_Stored items_.
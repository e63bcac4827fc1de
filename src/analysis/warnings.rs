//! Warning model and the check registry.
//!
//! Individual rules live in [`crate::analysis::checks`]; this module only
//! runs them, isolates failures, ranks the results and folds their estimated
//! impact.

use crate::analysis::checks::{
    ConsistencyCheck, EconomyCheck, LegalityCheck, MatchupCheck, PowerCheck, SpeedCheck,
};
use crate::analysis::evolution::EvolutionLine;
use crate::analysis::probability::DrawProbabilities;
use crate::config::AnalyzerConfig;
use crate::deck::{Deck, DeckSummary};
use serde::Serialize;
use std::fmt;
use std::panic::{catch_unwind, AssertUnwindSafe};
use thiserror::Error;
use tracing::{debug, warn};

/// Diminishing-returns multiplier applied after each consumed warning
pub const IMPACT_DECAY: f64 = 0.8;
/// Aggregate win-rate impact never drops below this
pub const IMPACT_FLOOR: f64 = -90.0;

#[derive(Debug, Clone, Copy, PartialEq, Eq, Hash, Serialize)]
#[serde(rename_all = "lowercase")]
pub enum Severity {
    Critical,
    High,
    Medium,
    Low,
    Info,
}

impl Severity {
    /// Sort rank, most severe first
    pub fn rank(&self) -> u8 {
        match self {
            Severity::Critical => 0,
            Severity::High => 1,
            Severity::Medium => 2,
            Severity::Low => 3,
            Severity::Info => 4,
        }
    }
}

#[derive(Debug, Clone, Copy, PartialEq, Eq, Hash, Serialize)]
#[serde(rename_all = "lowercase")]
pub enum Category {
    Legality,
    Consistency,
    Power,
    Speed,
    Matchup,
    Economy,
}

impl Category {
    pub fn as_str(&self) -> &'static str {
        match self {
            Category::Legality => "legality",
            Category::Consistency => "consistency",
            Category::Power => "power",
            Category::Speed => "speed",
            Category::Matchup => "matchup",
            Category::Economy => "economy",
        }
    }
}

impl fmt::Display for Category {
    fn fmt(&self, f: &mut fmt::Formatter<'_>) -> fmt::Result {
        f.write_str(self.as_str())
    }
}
---
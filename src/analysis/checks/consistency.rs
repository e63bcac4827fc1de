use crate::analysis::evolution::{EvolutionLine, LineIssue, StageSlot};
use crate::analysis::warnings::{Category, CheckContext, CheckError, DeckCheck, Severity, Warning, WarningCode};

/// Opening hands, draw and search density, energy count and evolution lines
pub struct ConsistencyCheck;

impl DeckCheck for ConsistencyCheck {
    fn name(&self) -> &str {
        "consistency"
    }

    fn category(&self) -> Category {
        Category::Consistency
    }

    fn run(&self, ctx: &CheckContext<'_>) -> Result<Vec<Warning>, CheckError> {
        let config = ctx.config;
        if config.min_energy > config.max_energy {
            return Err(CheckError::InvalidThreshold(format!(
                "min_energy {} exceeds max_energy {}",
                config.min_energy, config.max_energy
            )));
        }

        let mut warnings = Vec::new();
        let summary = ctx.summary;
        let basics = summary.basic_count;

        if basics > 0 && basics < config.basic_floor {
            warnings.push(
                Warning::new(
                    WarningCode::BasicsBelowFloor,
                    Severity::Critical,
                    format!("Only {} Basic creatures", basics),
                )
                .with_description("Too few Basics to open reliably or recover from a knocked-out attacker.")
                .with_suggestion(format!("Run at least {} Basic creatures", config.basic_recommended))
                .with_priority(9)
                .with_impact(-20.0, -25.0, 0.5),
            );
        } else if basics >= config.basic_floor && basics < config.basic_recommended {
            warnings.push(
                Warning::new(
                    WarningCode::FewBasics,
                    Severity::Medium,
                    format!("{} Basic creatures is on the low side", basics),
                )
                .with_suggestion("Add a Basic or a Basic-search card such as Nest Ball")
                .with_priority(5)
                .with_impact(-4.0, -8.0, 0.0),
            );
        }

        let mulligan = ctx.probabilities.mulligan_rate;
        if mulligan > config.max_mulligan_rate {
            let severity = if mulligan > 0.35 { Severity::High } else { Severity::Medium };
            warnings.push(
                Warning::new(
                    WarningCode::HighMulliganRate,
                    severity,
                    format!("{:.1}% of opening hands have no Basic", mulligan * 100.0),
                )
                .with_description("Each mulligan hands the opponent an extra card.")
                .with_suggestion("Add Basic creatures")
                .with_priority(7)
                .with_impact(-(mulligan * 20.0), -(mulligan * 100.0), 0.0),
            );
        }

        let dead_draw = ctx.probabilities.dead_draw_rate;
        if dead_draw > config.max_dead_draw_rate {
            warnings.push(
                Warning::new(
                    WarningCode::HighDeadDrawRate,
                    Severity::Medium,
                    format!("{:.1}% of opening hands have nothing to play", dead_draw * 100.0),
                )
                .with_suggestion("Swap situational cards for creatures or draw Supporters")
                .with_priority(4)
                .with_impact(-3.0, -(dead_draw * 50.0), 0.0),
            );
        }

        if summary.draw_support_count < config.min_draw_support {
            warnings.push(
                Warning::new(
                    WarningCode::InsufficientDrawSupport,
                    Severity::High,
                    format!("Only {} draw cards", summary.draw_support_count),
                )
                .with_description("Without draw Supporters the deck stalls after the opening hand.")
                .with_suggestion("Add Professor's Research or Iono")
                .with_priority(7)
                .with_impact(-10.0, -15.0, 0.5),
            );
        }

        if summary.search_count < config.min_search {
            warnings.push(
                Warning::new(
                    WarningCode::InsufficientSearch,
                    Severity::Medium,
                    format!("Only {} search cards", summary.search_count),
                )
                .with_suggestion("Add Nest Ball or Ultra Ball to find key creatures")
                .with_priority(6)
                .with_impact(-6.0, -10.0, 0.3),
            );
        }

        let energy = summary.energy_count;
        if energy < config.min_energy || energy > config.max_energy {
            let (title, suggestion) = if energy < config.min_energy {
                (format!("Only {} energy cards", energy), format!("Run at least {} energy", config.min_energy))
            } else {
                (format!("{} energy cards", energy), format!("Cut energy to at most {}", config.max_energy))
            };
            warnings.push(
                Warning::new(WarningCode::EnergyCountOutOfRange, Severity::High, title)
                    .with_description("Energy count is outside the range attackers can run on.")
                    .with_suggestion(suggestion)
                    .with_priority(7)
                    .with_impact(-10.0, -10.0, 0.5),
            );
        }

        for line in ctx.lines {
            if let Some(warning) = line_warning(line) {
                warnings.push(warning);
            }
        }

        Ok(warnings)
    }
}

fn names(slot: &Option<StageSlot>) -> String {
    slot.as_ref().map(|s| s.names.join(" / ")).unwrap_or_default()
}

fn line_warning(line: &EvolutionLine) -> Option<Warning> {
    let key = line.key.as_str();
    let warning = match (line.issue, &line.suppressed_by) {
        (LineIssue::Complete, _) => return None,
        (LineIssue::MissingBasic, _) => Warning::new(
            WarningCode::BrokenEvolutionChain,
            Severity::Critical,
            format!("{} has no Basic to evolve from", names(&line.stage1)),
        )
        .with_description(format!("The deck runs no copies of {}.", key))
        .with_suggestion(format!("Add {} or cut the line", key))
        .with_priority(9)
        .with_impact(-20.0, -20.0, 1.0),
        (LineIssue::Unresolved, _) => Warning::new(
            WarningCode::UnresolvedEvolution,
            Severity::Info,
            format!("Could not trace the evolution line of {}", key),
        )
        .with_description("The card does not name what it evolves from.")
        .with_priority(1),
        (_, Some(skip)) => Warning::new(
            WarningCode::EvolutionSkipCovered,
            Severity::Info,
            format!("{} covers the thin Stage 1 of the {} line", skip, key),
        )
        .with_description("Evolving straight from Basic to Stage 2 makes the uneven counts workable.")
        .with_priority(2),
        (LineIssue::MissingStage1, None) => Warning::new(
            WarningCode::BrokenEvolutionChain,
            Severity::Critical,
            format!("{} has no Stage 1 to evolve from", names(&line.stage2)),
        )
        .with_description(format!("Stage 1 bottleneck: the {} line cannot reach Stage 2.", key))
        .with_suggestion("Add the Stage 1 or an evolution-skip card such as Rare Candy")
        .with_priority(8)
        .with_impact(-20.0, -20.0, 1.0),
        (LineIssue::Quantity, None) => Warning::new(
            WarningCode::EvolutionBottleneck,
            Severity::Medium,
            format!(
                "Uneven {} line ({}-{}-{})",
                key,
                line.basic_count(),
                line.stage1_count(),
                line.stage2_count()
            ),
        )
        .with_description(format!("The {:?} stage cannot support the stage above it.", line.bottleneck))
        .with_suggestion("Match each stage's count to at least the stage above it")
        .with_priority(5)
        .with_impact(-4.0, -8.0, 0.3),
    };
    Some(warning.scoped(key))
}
--
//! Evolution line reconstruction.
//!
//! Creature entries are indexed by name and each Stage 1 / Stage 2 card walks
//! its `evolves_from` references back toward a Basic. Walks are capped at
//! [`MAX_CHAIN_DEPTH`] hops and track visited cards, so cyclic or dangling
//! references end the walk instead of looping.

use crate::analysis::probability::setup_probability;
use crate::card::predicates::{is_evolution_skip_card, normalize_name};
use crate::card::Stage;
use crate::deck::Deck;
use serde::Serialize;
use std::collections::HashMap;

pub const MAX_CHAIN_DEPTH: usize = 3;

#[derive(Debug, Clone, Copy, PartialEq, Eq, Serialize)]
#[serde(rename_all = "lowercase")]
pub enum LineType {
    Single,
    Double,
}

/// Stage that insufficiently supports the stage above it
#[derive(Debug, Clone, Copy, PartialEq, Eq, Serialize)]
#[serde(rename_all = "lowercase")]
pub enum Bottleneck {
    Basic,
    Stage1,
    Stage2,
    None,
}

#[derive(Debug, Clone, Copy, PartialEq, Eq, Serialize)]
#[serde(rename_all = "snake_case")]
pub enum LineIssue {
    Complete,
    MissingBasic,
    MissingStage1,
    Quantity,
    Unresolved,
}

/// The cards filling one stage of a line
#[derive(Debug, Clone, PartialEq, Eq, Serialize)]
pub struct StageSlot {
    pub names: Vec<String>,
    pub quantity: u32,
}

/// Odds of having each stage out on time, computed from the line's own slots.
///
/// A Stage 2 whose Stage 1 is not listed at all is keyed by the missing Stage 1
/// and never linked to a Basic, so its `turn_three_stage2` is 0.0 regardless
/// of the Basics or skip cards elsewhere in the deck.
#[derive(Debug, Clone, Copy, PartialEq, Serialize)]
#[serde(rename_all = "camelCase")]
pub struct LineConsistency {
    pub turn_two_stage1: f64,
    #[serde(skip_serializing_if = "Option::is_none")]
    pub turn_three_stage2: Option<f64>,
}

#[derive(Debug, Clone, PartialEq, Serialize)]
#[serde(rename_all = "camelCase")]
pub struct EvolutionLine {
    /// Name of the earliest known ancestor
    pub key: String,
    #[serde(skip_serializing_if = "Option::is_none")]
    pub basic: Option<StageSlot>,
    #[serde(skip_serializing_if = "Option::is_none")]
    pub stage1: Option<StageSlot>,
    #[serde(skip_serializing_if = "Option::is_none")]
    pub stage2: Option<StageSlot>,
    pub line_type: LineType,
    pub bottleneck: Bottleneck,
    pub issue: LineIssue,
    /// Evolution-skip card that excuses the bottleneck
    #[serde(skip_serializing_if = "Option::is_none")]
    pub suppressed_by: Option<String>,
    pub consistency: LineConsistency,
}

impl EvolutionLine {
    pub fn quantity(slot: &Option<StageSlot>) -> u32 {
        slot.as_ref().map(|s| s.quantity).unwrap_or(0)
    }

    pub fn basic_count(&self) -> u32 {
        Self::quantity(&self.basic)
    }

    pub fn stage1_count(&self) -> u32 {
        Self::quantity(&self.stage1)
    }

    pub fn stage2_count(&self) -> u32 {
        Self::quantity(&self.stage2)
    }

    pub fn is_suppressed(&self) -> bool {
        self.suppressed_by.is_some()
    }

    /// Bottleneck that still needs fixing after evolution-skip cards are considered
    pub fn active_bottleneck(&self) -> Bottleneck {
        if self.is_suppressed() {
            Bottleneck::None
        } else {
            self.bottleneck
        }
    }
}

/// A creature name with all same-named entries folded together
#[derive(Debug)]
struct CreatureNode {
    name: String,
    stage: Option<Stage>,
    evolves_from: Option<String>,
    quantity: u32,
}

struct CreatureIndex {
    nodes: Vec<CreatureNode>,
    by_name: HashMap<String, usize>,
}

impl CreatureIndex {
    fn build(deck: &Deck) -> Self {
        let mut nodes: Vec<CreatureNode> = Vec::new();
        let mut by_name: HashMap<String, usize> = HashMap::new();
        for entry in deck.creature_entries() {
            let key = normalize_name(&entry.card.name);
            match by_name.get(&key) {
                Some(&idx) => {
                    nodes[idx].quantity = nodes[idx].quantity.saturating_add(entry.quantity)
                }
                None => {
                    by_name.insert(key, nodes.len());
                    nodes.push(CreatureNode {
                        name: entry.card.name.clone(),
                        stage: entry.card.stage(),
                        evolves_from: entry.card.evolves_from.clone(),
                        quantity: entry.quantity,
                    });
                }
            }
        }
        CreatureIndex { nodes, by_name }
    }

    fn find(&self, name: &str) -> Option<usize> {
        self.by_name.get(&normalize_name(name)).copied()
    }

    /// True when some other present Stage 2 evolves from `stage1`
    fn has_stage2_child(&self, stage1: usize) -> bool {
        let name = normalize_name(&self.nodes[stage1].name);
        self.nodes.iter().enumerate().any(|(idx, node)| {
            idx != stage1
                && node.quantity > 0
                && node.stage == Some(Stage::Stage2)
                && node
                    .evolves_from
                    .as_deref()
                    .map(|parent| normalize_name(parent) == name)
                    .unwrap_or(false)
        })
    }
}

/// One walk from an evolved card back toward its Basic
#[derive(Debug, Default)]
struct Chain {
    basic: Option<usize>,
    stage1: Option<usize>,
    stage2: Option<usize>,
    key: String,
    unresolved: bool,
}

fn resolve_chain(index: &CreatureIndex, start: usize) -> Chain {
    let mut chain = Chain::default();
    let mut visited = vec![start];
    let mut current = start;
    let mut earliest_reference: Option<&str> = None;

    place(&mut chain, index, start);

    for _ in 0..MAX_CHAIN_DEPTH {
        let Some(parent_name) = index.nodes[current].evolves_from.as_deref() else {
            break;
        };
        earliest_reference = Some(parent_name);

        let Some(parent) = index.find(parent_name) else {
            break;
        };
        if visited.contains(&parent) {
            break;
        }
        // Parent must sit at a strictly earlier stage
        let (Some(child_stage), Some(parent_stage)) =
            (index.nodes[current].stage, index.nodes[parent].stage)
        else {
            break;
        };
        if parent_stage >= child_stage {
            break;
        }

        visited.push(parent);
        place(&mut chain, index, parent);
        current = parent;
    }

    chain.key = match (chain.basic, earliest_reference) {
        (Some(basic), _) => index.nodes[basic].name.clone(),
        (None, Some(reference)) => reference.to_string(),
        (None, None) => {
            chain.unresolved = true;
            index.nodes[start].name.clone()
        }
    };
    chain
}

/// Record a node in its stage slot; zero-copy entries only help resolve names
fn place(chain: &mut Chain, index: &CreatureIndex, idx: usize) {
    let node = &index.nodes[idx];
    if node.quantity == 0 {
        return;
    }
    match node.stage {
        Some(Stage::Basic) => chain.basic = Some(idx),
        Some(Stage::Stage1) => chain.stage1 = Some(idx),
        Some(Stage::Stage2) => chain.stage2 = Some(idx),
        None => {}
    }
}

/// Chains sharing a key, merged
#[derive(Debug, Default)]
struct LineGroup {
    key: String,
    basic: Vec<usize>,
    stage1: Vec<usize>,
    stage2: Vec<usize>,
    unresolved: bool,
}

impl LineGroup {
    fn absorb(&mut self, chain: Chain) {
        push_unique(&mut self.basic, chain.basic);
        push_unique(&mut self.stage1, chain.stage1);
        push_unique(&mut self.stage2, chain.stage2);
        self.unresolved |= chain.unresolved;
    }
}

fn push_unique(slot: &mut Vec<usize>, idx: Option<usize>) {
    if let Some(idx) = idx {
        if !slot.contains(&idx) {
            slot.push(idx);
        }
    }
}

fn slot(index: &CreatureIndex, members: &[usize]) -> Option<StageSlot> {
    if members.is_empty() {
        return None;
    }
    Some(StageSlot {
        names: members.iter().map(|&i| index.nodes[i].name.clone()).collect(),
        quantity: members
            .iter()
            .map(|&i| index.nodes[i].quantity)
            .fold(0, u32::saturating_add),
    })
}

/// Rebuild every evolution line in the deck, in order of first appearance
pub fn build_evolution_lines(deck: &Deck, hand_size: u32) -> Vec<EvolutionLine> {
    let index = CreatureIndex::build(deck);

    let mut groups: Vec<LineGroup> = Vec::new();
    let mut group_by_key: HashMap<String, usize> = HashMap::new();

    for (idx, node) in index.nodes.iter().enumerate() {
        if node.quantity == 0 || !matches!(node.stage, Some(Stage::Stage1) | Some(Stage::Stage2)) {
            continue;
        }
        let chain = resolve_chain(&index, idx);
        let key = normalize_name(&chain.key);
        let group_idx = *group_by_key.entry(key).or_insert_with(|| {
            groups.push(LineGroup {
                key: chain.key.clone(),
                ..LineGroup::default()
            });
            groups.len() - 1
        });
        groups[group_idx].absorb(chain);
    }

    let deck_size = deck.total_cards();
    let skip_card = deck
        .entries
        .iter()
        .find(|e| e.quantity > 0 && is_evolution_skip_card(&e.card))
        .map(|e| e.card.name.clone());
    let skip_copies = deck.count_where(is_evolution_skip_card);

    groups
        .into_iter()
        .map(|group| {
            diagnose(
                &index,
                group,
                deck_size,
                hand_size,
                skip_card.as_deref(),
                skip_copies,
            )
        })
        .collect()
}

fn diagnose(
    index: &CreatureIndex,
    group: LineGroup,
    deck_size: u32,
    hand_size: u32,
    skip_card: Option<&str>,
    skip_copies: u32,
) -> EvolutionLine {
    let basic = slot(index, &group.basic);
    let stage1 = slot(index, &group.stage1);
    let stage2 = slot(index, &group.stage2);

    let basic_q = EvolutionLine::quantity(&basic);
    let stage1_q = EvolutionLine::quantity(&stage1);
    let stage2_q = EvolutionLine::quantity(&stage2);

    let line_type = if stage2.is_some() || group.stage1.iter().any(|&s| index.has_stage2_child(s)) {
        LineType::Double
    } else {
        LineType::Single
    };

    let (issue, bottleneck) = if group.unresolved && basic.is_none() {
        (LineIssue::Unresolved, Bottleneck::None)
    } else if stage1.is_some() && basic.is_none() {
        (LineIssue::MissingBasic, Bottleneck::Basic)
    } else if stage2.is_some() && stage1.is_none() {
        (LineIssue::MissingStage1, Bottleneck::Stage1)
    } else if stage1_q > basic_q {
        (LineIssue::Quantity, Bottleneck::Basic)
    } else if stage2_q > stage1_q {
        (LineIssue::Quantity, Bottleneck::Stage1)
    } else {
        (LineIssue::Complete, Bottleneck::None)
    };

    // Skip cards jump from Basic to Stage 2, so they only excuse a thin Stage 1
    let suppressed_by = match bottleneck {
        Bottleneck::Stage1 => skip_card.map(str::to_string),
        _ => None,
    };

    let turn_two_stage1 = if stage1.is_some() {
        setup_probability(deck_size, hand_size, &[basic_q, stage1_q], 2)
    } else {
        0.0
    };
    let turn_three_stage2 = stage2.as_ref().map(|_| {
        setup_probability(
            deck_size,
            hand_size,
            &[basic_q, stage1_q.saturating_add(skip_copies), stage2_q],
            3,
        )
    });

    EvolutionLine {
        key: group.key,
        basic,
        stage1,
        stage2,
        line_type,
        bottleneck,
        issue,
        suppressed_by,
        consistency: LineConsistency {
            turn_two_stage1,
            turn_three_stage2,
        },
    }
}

_To do_.
Which lines above hold the word "absorb"? Copy each of them.

_Completed task_.
    fn absorb(&mut self, chain: Chain) {
        groups[group_idx].absorb(chain);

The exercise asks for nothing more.